NAD hydrolysis by the tuberculosis necrotizing toxin induces lethal oxidative stress in macrophages
Pajuelo D, Gonzalez-Juarbe N, Niederweis M
Mycobacterium tuberculosis (Mtb) kills infected macrophages through necroptosis, a programmed cell death that enhances mycobacterial replication and dissemination. The tuberculosis necrotizing toxin (TNT) is the major cytotoxicity factor of Mtb in macrophages and induces necroptosis by NAD hydrolysis. Here, we show that the catalytic activity of TNT triggers the production of reactive oxygen species (ROS) in Mtb-infected macrophages causing cell death and promoting mycobacterial replication. TNT induces ROS formation both by activating necroptosis and by a necroptosis-independent mechanism.
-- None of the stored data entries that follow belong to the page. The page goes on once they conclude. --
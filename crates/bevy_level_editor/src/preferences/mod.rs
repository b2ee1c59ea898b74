//! Editor preferences and persistent settings
//!
//! Stored as JSON in the platform config directory:
//! - Windows: %APPDATA%/bevy_level_editor/
//! - Linux: ~/.config/bevy_level_editor/
//! - macOS: ~/Library/Application Support/bevy_level_editor/

mod file;

pub use file::*;

use bevy::prelude::Resource;
use serde::{Deserialize, Serialize};
use std::path::PathBuf;
use std::time::Duration;

use crate::commands::DEFAULT_UNDO_LIMIT;
use crate::{ZOOM_MAX, ZOOM_MIN};

/// Editor preferences that persist across sessions
#[derive(Debug, Clone, PartialEq, Serialize, Deserialize, Resource)]
#[serde(default)]
pub struct EditorPreferences {
    /// Version for future migrations
    pub version: u32,

    // View
    pub grid_size: f32,
    pub zoom: f32,
    pub show_grid: bool,

    // Saving
    /// Quiet period after the last edit before an autosave
    pub autosave_debounce_ms: u64,
    /// Backup save interval while there are unsaved edits
    pub backup_interval_secs: u64,

    pub undo_limit: usize,

    /// Where levels and the tile library are stored; the platform data dir if unset
    pub storage_dir: Option<PathBuf>,
}

impl Default for EditorPreferences {
    fn default() -> Self {
        Self {
            version: 1,
            grid_size: 32.0,
            zoom: 1.0,
            show_grid: true,
            autosave_debounce_ms: 1500,
            backup_interval_secs: 60,
            undo_limit: DEFAULT_UNDO_LIMIT,
            storage_dir: None,
        }
    }
}

impl EditorPreferences {
    pub fn autosave_debounce(&self) -> Duration {
        Duration::from_millis(self.autosave_debounce_ms)
    }

    pub fn backup_interval(&self) -> Duration {
        Duration::from_secs(self.backup_interval_secs)
    }

    /// Clamp values a hand-edited file may have pushed out of range
    pub(crate) fn sanitized(mut self) -> Self {
        self.zoom = if self.zoom.is_finite() {
            self.zoom.clamp(ZOOM_MIN, ZOOM_MAX)
        } else {
            1.0
        };
        if !(self.grid_size.is_finite() && self.grid_size > 0.0) {
            self.grid_size = 32.0;
        }
        self.undo_limit = self.undo_limit.max(1);
        self
    }
}

#[cfg(test)]
mod tests {
    use super::*;

    #[test]
    fn test_partial_file_fills_defaults() {
        let prefs: EditorPreferences = serde_json::from_str(r#"{ "zoom": 2.0 }"#).unwrap();
        assert_eq!(prefs.zoom, 2.0);
        assert_eq!(prefs.grid_size, 32.0);
        assert_eq!(prefs.autosave_debounce(), Duration::from_millis(1500));
        assert_eq!(prefs.backup_interval(), Duration::from_secs(60));
    }

    #[test]
    fn test_sanitized_clamps() {
        let prefs = EditorPreferences {
            zoom: 12.0,
            grid_size: -4.0,
            undo_limit: 0,
            ..Default::default()
        }
        .sanitized();
        assert_eq!(prefs.zoom, ZOOM_MAX);
        assert_eq!(prefs.grid_size, 32.0);
        assert_eq!(prefs.undo_limit, 1);
    }
}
Most of the detected ROS originate in mitochondria as a consequence of opening the mitochondrial permeability transition pore. However, a significant part of ROS is produced by mechanisms independent of TNT and necroptosis. Expressing only the tnt gene in Jurkat T-cells also induces lethal ROS formation indicating that these molecular mechanisms are not restricted to macrophages. Both the antioxidant N-acetyl-cysteine and replenishment of NAD by providing nicotinamide reduce ROS levels in Mtb-infected macrophages, protect them from cell death, and restrict mycobacterial replication. Our results indicate that a host-directed therapy combining replenishment of NAD with inhibition of necroptosis and/or antioxidants might improve the health status of TB patients and augment antibacterial TB chemotherapy.